LinuxLists.cc - [PATCH v1] mm/memory_hotplug: document the signal_pending() check in offline

2023-07-11 17:51:06

Subject: [PATCH v1] mm/memory_hotplug: document the signal_pending() check in offline_pages()

Let's update the documentation that any signal is sufficient, and
add a comment that not only checking for fatal signals is historical
baggage: changing it now could break existing user space. although
unlikely.

For example, when an app provides a custom SIGALRM handler and triggers
memory offlining, the timeout cmd would no longer stop memory offlining,
because SIGALRM would no longer be considered a fatal signal.

Cc: Michal Hocko <[email protected]>
Cc: Oscar Salvador <[email protected]>
Cc: Jonathan Corbet <[email protected]>
Cc: Andrew Morton <[email protected]>
Signed-off-by: David Hildenbrand <[email protected]>
---
Documentation/admin-guide/mm/memory-hotplug.rst | 2 +-
mm/memory_hotplug.c | 5 +++++
2 files changed, 6 insertions(+), 1 deletion(-)

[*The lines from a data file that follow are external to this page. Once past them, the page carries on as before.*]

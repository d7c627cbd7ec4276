//! Generic property tests shared across every `BitVec` implementation.
//! Each concrete type's own test module calls into these helpers rather
//! than re-deriving the same rank/select/get invariants by hand.

use super::sorted_array::SortedArrayBitVecBuilder;
use super::{BitVec, BitVecBuilder};
use crate::panics;
use rand::rngs::StdRng;
use rand::{Rng, SeedableRng};
use std::collections::BTreeMap;
use std::panic::UnwindSafe;

pub(crate) const BASIC_BLOCK_SIZE: u32 = 32;

/// Exhaustively exercises a builder across a range of universe sizes and
/// one-bit positions, checking the resulting bit vector's basic invariants
/// at each step via [`test_bit_vec`].
pub(crate) fn test_bit_vec_builder<T: BitVecBuilder>()
where
    T::Target: UnwindSafe,
{
    // Step size chosen so that positions land on both sides of a block
    // boundary without an exhaustive bit-by-bit sweep.
    let step = ((BASIC_BLOCK_SIZE >> 1) - 1).max(1);
    for universe_size in [0, 1, 2, 3, 31, 32, 33, 100, 1000] {
        if universe_size == 0 {
            test_bit_vec(T::new(0).build());
            continue;
        }
        let mut i = 0;
        while i < universe_size {
            // A single one-bit at position i.
            let mut b = T::new(universe_size);
            b.one(i);
            test_bit_vec(b.build());

            // Two one-bits, at i and at a different position.
            let j = (i + step) % universe_size;
            if j != i {
                let mut b = T::new(universe_size);
                b.one(i);
                b.one(j);
                test_bit_vec(b.build());
            }
            i += step;
        }
    }
}

/// Checks the oracle-independent invariants that must hold for any correct
/// `BitVec`: rank/select are inverse to one another, `get` agrees with the
/// counts implied by rank, and out-of-range queries panic rather than
/// silently returning a wrong answer.
pub(crate) fn test_bit_vec<T: BitVec + UnwindSafe>(bv: T) {
    let universe_size = bv.universe_size();
    let num_ones = bv.num_ones();
    let has_multiplicity = bv.has_multiplicity();

    assert_eq!(bv.rank1(0), 0);
    assert_eq!(bv.rank1(universe_size), num_ones);

    // rank1 is non-decreasing and select1 inverts it at occupied positions.
    let mut prev_rank = 0;
    for i in 0..universe_size {
        let rank = bv.rank1(i + 1);
        assert!(rank >= prev_rank);
        prev_rank = rank;
    }

    for n in 0..num_ones {
        let pos = bv.select1(n);
        assert!(pos < universe_size);
        assert!(bv.rank1(pos) <= n);
        assert!(bv.rank1(pos + 1) > n);
    }
    assert_eq!(bv.try_select1(num_ones), None);
    assert!(panics(|| bv.clone().select1(num_ones)));

    if !has_multiplicity {
        let num_zeros = bv.num_zeros();
        assert_eq!(bv.rank0(0), 0);
        assert_eq!(bv.rank0(universe_size), num_zeros);
        for n in 0..num_zeros {
            let pos = bv.select0(n);
            assert!(pos < universe_size);
            assert!(bv.rank0(pos) <= n);
            assert!(bv.rank0(pos + 1) > n);
        }
        assert_eq!(bv.try_select0(num_zeros), None);
        assert!(panics(|| bv.clone().select0(num_zeros)));

        // get() must agree with a ground-truth map built purely from rank1.
        let mut counts: BTreeMap<u32, u32> = BTreeMap::new();
        for i in 0..universe_size {
            let count = bv.rank1(i + 1) - bv.rank1(i);
            if count > 0 {
                counts.insert(i, count);
            }
        }
        for i in 0..universe_size {
            let expected = counts.get(&i).copied().unwrap_or(0);
            assert_eq!(bv.get(i), expected);
        }
    }

    assert!(panics(|| bv.clone().get(universe_size)));
    assert_eq!(bv.num_unique_zeros(), universe_size - bv.num_unique_ones());
}

/// Checks that `T` agrees with the `SortedArrayBitVec` oracle on every
/// `rank`/`select` query, across a batch of random inputs built from the
/// same 1-bit positions. `allow_multiplicity` controls whether duplicate
/// positions (and therefore rank0/select0 exclusion) are exercised; pass
/// `false` for representations that don't support multiplicity.
pub(crate) fn test_bit_vec_builder_against_oracle<T: BitVecBuilder>(allow_multiplicity: bool) {
    let mut rng = StdRng::seed_from_u64(0x0ff1ce);
    for _trial in 0..50 {
        let universe_size = rng.gen_range(1..500);
        let num_positions = rng.gen_range(0..universe_size.max(1));
        let mut positions = Vec::with_capacity(num_positions as usize);
        for _ in 0..num_positions {
            let pos = rng.gen_range(0..universe_size);
            positions.push(pos);
            if allow_multiplicity && rng.gen_bool(0.2) {
                positions.push(pos);
            }
        }
        if !allow_multiplicity {
            // An incidental collision between two random positions would
            // otherwise give the oracle (which records every push) spurious
            // multiplicity that a non-multiplicity builder can't reproduce,
            // since repeated `one()` calls at the same index are idempotent.
            positions.sort_unstable();
            positions.dedup();
        }

        let mut oracle_builder = SortedArrayBitVecBuilder::new(universe_size);
        let mut builder = T::new(universe_size);
        for &p in &positions {
            oracle_builder.one(p);
            builder.one(p);
        }
        let oracle = oracle_builder.build();
        let bv = builder.build();

        assert_eq!(bv.num_ones(), oracle.num_ones());
        assert_eq!(bv.num_unique_ones(), oracle.num_unique_ones());
        assert_eq!(bv.has_multiplicity(), oracle.has_multiplicity());

        for i in 0..=universe_size {
            assert_eq!(bv.rank1(i), oracle.rank1(i), "rank1({i}) mismatch");
        }
        for n in 0..bv.num_ones() {
            assert_eq!(bv.select1(n), oracle.select1(n), "select1({n}) mismatch");
        }

        if !bv.has_multiplicity() {
            for i in 0..=universe_size {
                assert_eq!(bv.rank0(i), oracle.rank0(i), "rank0({i}) mismatch");
            }
            for n in 0..bv.num_zeros() {
                assert_eq!(bv.select0(n), oracle.select0(n), "select0({n}) mismatch");
            }
            for i in 0..universe_size {
                assert_eq!(bv.get(i), oracle.get(i), "get({i}) mismatch");
            }
        }
    }
}

/// Randomized-density fuzzing via `arbtest`: builds bit vectors of arbitrary
/// size and 1-bit density (occasionally with multiplicity, when allowed) and
/// runs each through [`test_bit_vec`]. `arbtest` shrinks any failing case to
/// a minimal reproduction automatically.
pub(crate) fn test_bit_vec_builder_arbtest<T: BitVecBuilder>(
    allow_multiplicity: bool,
    seed: Option<u64>,
) where
    T::Target: UnwindSafe,
{
    use arbtest::arbtest;

    fn property<T: BitVecBuilder>(
        allow_multiplicity: bool,
        u: &mut arbitrary::Unstructured,
    ) -> arbitrary::Result<()>
    where
        T::Target: UnwindSafe,
    {
        let ones_percent = u.int_in_range(0..=100)?;
        let universe_size = u.arbitrary_len::<u32>()? as u32;
        let mut builder = T::new(universe_size);
        let with_multiplicity = allow_multiplicity && u.ratio(1, 3)?;
        for i in 0..universe_size {
            if u.int_in_range(0..=100)? < ones_percent {
                let count = if with_multiplicity {
                    u.int_in_range(0..=10)?
                } else {
                    1
                };
                builder.one_count(i, count);
            }
        }
        test_bit_vec(builder.build());
        Ok(())
    }

    let mut test = arbtest(move |u| property::<T>(allow_multiplicity, u));
    if let Some(seed) = seed {
        test = test.seed(seed);
    }
}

diff --git a/Documentation/admin-guide/mm/memory-hotplug.rst b/Documentation/admin-guide/mm/memory-hotplug.rst
index 1b02fe5807cc..bd77841041af 100644
--- a/Documentation/admin-guide/mm/memory-hotplug.rst
+++ b/Documentation/admin-guide/mm/memory-hotplug.rst
@@ -669,7 +669,7 @@ when still encountering permanently unmovable pages within ZONE_MOVABLE
(-> BUG), memory offlining will keep retrying until it eventually succeeds.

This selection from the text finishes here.